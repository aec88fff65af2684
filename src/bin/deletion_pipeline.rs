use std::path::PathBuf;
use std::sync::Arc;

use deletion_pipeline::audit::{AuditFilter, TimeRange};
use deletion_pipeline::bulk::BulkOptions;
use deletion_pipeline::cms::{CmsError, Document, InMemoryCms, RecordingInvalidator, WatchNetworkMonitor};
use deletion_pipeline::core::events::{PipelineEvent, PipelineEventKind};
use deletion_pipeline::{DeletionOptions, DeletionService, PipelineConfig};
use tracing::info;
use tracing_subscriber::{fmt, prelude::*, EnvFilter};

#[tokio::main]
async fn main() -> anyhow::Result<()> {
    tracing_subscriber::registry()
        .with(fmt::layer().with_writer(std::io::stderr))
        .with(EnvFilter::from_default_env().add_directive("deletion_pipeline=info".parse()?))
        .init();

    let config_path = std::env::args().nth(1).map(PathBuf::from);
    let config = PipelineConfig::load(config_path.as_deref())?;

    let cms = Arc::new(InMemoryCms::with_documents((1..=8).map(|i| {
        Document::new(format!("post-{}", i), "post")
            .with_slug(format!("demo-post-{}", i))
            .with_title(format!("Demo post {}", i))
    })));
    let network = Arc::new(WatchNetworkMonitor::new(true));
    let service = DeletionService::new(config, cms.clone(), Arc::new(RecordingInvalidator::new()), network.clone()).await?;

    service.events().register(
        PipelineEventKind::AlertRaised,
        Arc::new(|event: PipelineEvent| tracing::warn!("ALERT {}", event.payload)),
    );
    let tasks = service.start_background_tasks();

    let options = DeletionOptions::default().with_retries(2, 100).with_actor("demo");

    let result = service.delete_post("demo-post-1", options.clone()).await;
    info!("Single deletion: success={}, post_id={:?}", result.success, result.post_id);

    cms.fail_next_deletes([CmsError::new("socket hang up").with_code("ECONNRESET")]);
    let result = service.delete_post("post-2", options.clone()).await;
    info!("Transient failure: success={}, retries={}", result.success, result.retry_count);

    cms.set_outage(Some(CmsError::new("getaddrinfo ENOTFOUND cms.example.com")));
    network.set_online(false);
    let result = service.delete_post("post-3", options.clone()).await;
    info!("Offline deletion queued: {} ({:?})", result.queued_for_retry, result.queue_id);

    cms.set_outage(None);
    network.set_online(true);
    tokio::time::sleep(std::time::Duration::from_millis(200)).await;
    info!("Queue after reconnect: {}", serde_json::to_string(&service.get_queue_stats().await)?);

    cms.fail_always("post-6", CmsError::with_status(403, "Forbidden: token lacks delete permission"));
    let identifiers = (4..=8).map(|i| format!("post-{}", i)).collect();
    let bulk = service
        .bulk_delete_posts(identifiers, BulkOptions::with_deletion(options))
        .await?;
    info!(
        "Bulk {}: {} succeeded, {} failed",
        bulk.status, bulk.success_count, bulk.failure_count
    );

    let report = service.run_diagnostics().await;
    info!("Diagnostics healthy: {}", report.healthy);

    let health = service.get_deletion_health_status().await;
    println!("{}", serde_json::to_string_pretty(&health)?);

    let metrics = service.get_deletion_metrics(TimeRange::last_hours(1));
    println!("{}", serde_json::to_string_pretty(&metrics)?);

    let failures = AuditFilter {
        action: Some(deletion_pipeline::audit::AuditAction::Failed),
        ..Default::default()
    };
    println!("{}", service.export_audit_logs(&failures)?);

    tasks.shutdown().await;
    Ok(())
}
━━━━━━
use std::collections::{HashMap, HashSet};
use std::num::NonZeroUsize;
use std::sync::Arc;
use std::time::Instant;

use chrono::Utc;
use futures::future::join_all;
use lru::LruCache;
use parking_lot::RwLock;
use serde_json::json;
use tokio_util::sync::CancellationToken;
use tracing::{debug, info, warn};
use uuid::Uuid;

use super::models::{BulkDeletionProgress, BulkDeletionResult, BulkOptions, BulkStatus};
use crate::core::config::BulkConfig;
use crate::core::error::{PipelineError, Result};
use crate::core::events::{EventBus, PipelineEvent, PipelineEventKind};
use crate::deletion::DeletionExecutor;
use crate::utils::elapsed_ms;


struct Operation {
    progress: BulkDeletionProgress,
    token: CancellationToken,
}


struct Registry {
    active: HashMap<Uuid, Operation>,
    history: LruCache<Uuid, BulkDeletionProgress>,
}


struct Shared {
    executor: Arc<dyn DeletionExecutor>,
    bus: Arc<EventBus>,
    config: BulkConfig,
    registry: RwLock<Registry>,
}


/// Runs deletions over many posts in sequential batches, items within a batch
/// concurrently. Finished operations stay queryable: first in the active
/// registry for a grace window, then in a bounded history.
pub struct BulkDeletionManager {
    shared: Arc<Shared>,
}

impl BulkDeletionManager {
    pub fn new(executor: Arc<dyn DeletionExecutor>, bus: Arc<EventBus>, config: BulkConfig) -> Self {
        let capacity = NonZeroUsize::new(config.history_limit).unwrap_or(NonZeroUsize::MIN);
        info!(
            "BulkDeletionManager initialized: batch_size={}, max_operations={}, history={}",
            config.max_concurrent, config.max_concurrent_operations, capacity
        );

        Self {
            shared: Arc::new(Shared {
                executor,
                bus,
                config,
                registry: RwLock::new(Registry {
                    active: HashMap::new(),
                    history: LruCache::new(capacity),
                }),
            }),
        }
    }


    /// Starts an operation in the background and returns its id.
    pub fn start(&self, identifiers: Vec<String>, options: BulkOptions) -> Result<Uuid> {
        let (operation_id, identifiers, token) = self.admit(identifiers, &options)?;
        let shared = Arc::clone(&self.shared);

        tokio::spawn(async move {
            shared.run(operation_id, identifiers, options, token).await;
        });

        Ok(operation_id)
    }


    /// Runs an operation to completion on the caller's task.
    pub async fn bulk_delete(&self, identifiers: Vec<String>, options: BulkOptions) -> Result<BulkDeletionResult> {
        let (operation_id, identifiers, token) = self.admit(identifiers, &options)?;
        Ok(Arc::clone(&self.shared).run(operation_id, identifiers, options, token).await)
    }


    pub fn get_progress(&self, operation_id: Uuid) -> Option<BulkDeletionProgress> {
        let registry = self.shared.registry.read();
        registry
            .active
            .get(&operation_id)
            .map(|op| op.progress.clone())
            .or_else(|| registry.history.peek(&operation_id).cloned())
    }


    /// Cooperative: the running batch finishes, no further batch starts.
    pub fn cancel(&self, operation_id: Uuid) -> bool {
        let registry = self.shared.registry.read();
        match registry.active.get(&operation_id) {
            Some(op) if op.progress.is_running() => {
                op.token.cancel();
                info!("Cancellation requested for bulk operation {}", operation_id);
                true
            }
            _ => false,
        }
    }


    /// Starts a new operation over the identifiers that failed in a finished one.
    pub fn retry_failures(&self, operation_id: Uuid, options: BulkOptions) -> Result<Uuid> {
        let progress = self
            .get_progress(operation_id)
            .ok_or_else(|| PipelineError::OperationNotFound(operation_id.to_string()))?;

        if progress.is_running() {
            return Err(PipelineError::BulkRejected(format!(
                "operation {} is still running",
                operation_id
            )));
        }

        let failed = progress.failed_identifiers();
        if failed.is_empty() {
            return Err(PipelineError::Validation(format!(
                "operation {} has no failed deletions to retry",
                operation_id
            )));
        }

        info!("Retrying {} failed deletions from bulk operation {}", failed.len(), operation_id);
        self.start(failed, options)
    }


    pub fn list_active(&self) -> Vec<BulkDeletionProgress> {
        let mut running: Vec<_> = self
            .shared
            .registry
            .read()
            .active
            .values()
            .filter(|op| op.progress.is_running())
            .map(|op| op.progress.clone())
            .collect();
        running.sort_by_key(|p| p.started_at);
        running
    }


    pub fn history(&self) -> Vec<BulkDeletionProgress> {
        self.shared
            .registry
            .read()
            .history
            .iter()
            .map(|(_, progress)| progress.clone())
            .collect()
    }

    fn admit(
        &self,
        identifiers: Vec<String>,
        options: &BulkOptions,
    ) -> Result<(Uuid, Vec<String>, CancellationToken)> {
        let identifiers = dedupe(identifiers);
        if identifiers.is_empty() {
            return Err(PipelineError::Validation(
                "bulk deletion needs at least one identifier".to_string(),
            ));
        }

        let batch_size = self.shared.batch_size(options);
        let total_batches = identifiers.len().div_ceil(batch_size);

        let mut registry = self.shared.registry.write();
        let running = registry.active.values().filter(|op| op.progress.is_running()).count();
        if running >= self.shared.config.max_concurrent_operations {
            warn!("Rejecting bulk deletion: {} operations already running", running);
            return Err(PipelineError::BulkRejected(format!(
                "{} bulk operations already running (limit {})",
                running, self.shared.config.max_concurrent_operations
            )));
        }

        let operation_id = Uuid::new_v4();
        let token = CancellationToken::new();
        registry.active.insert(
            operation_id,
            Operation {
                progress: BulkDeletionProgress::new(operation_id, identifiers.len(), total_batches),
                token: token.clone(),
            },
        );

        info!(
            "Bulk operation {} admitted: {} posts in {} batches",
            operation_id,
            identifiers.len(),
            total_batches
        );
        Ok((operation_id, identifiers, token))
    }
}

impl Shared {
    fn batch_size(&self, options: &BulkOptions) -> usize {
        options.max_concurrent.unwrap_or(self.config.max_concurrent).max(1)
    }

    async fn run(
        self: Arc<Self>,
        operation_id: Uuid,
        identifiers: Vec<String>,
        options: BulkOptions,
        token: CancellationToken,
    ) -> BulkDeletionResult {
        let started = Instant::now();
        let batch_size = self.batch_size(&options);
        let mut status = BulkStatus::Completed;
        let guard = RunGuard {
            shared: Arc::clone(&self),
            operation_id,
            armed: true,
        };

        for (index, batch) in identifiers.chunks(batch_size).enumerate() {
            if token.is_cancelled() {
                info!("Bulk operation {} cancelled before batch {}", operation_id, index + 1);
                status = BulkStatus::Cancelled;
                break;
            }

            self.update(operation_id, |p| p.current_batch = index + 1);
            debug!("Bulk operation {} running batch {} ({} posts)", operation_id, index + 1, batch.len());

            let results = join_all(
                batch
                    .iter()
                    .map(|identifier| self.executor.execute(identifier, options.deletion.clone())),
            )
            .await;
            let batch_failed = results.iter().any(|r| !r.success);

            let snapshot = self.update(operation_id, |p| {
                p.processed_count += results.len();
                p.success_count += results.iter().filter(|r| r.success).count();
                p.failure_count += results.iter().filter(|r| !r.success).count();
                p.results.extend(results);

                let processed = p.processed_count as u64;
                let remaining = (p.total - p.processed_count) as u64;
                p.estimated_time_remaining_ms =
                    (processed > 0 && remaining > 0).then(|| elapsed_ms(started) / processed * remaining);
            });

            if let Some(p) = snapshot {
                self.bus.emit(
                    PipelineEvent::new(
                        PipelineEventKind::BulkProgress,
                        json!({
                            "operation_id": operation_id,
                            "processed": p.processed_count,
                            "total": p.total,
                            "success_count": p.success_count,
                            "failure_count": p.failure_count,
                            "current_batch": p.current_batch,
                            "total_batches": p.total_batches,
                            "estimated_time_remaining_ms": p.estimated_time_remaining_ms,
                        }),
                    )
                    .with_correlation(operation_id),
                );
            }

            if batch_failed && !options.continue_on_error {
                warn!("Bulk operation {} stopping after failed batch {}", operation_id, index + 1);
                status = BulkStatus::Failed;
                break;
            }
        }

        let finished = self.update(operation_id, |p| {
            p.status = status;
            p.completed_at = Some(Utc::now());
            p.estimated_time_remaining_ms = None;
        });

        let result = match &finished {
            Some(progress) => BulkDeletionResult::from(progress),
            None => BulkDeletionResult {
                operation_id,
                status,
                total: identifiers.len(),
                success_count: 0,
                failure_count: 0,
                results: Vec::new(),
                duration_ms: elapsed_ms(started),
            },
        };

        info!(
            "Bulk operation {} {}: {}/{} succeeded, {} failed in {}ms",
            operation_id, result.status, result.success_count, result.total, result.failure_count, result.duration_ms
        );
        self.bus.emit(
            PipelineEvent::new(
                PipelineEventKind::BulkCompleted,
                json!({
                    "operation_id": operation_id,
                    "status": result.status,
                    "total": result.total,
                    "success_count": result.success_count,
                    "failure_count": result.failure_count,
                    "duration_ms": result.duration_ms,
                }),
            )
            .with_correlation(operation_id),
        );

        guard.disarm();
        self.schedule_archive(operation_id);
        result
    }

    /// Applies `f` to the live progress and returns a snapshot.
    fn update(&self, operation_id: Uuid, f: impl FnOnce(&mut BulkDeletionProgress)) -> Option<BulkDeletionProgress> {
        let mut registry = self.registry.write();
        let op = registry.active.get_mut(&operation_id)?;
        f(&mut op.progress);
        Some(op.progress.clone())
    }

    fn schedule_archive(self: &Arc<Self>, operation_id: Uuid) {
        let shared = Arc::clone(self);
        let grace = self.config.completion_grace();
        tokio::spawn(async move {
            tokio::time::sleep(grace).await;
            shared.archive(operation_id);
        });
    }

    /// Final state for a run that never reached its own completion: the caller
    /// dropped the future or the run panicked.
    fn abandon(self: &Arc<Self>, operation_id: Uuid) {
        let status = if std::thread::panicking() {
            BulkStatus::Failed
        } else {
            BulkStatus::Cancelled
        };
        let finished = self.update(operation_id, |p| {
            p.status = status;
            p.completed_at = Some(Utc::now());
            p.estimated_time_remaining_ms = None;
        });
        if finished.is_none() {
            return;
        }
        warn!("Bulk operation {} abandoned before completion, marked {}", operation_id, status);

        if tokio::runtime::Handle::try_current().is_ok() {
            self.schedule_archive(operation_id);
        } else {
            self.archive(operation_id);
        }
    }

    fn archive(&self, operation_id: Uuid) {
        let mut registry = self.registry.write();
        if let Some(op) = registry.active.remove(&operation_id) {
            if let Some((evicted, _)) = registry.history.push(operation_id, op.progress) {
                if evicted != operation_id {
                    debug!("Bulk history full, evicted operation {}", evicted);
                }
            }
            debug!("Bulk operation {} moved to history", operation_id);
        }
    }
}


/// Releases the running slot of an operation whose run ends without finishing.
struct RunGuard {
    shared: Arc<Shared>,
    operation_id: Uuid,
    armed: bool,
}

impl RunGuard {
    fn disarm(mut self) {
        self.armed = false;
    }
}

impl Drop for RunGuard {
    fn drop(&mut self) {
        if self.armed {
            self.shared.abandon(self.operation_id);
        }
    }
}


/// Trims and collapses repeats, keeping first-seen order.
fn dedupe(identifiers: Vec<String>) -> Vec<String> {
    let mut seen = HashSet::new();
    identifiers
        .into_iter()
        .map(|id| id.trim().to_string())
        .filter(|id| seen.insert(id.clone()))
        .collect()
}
━━━━━━
*Your instructions:*
Please state how many lines in the listing above hold the string "seen", and nothing more.

*Written response:*
3